• _Supplied information_
==================================================
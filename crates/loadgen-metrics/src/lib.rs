//! Metrics aggregation for kv-loadgen.
//!
//! Workers hand every [`OperationOutcome`](loadgen_core::OperationOutcome) to a
//! shared [`MetricsAggregator`] through the [`MetricsSink`] trait. The
//! aggregator keeps per-operation counters, a bounded latency ring and a fixed
//! bucket histogram under one coarse lock. Snapshots copy the raw data under
//! the lock and compute percentiles after releasing it.
//!
//! The reporting side turns snapshots into console tables ([`report`]) and
//! push batches for external telemetry ([`export`]).

pub mod aggregator;
pub mod export;
pub mod histogram;
pub mod report;
pub mod ring;
pub mod snapshot;

pub use aggregator::{ConnectionEvent, MetricsAggregator, MetricsSink};
pub use export::{ExportBatch, ExportError, HttpPushExporter, JsonLinesExporter, MetricsExporter};
pub use histogram::{HistogramSnapshot, LatencyHistogram};
pub use ring::LatencyRing;
pub use snapshot::{
    ChannelSnapshot, ConnectionSnapshot, MetricsSnapshot, OperationSnapshot, RunBounds,
    RunIdentity, RunSummary, RunTermination,
};
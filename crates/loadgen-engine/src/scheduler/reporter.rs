use super::stop::StopSignal;
use crate::error::EngineError;
use loadgen_metrics::report::stats_line;
use loadgen_metrics::{ExportBatch, MetricsAggregator, MetricsExporter, RunIdentity};
use std::sync::Arc;
use std::thread::{self, JoinHandle};
use std::time::Duration;

/// Periodic stats logging and metric export on its own thread.
pub(crate) struct Reporter {
    stop: Arc<StopSignal>,
    handle: Option<JoinHandle<()>>,
}

pub(crate) struct ReporterConfig {
    pub(crate) interval: Duration,
    pub(crate) quiet: bool,
    pub(crate) identity: RunIdentity,
}

impl Reporter {
    pub(crate) fn spawn(
        config: ReporterConfig,
        aggregator: Arc<MetricsAggregator>,
        exporters: Vec<Box<dyn MetricsExporter>>,
    ) -> Result<Self, EngineError> {
        let stop = Arc::new(StopSignal::new());
        let thread_stop = Arc::clone(&stop);
        let name = "metrics-reporter".to_string();
        let handle = thread::Builder::new()
            .name(name.clone())
            .spawn(move || report_loop(config, &aggregator, exporters, &thread_stop))
            .map_err(|source| EngineError::Spawn { name, source })?;
        Ok(Self {
            stop,
            handle: Some(handle),
        })
    }

    /// Stop after one final export. Blocks until the thread exits.
    pub(crate) fn shutdown(&mut self) {
        self.stop.stop();
        if let Some(handle) = self.handle.take() {
            if handle.join().is_err() {
                tracing::error!("metrics reporter panicked");
            }
        }
    }
}

impl Drop for Reporter {
    fn drop(&mut self) {
        self.shutdown();
    }
}

fn report_loop(
    config: ReporterConfig,
    aggregator: &MetricsAggregator,
    mut exporters: Vec<Box<dyn MetricsExporter>>,
    stop: &StopSignal,
) {
    while !stop.wait_timeout(config.interval) {
        let snapshot = aggregator.snapshot_and_reset_interval();
        if !config.quiet {
            tracing::info!("{}", stats_line(&snapshot));
        }
        export(&mut exporters, &ExportBatch::from_snapshot(&snapshot, &config.identity));
    }

    if !exporters.is_empty() {
        let snapshot = aggregator.snapshot();
        export(&mut exporters, &ExportBatch::from_snapshot(&snapshot, &config.identity));
        for exporter in &mut exporters {
            if let Err(e) = exporter.flush() {
                tracing::warn!("Failed to flush {} exporter: {e}", exporter.name());
            }
        }
    }
}

fn export(exporters: &mut [Box<dyn MetricsExporter>], batch: &ExportBatch) {
    for exporter in exporters.iter_mut() {
        if let Err(e) = exporter.export(batch) {
            tracing::warn!("Failed to export metrics via {}: {e}", exporter.name());
        }
    }
}
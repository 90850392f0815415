//! Core types for kv-loadgen.
//!
//! This crate holds the vocabulary shared by every other crate in the
//! workspace:
//!
//! - [`ErrorKind`] and [`ClientError`]: the error taxonomy used in metrics
//! - [`OpKind`], [`Command`] and [`Reply`]: the operations a workload issues
//! - [`OperationOutcome`]: the unit of measurement handed to the aggregator
//! - [`KvClient`], [`Connector`] and [`Subscription`]: the seams to the
//!   network client
//! - [`ConnectionConfig`], [`WorkloadSpec`] and [`RunPlan`]: run configuration

pub mod client;
pub mod command;
pub mod config;
pub mod error;
pub mod outcome;

pub use client::{Connector, KvClient, Message, Subscription};
pub use command::{Command, OpKind, Reply};
pub use config::{
    ConfigError, ConnectionConfig, NodeAddress, RunPlan, TlsConfig, ValueSize, WorkloadKind,
    WorkloadSpec,
};
pub use error::{ClientError, ErrorKind};
pub use outcome::OperationOutcome;
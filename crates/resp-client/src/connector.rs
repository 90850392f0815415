//! Connection factory bound to one [`ConnectionConfig`].

use crate::client::RespClient;
use crate::subscription::RespSubscription;
use crate::tls;
use loadgen_core::{ClientError, ConnectionConfig, Connector, NodeAddress, Subscription};
use rustls::ClientConfig;
use std::sync::Arc;

/// Builds clients for every manager of a run.
///
/// In cluster mode each manager is pinned to one seed node by position, which
/// spreads connections across the cluster. Keys owned by another node come
/// back as `MOVED` and are recorded as cluster errors.
pub struct RespConnector {
    config: Arc<ConnectionConfig>,
    nodes: Vec<NodeAddress>,
    tls_config: Option<Arc<ClientConfig>>,
}

impl RespConnector {
    pub fn new(config: ConnectionConfig) -> Result<Self, ClientError> {
        let tls_config = if config.tls.enabled {
            Some(tls::client_config(&config.tls)?)
        } else {
            None
        };
        let nodes = config.nodes();
        Ok(Self {
            config: Arc::new(config),
            nodes,
            tls_config,
        })
    }

    pub fn config(&self) -> &ConnectionConfig {
        &self.config
    }

    fn node(&self, index: usize) -> &NodeAddress {
        &self.nodes[index % self.nodes.len()]
    }
}

impl Connector for RespConnector {
    type Client = RespClient;

    fn connect(&self, node: usize) -> Result<RespClient, ClientError> {
        RespClient::connect(self.node(node), &self.config, self.tls_config.as_ref())
    }

    fn node_count(&self) -> usize {
        self.nodes.len()
    }

    fn subscribe(&self, channels: &[String]) -> Result<Box<dyn Subscription>, ClientError> {
        let subscription =
            RespSubscription::open(self.node(0), &self.config, self.tls_config.as_ref(), channels)?;
        Ok(Box::new(subscription))
    }

    fn describe(&self) -> String {
        self.config.describe()
    }
}
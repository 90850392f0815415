//! Final summary output.

use anyhow::Context;
use loadgen_metrics::report::format_summary;
use loadgen_metrics::RunSummary;
use std::path::Path;

/// Write the summary as pretty JSON to `output_file`, or print the report
/// tables to stdout when no file is given.
pub fn emit(summary: &RunSummary, output_file: Option<&Path>) -> anyhow::Result<()> {
    match output_file {
        Some(path) => {
            let json = serde_json::to_string_pretty(summary)
                .context("Failed to serialize run summary")?;
            std::fs::write(path, json)
                .with_context(|| format!("Failed to write summary to {}", path.display()))?;
            tracing::info!("Summary written to {}", path.display());
        }
        None => println!("{}", format_summary(summary)),
    }
    Ok(())
}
==================================================
• _Task to carry out_
What is needed is one number, the count of lines in the listing above that contain the word "exporters".

• _Your solution_
9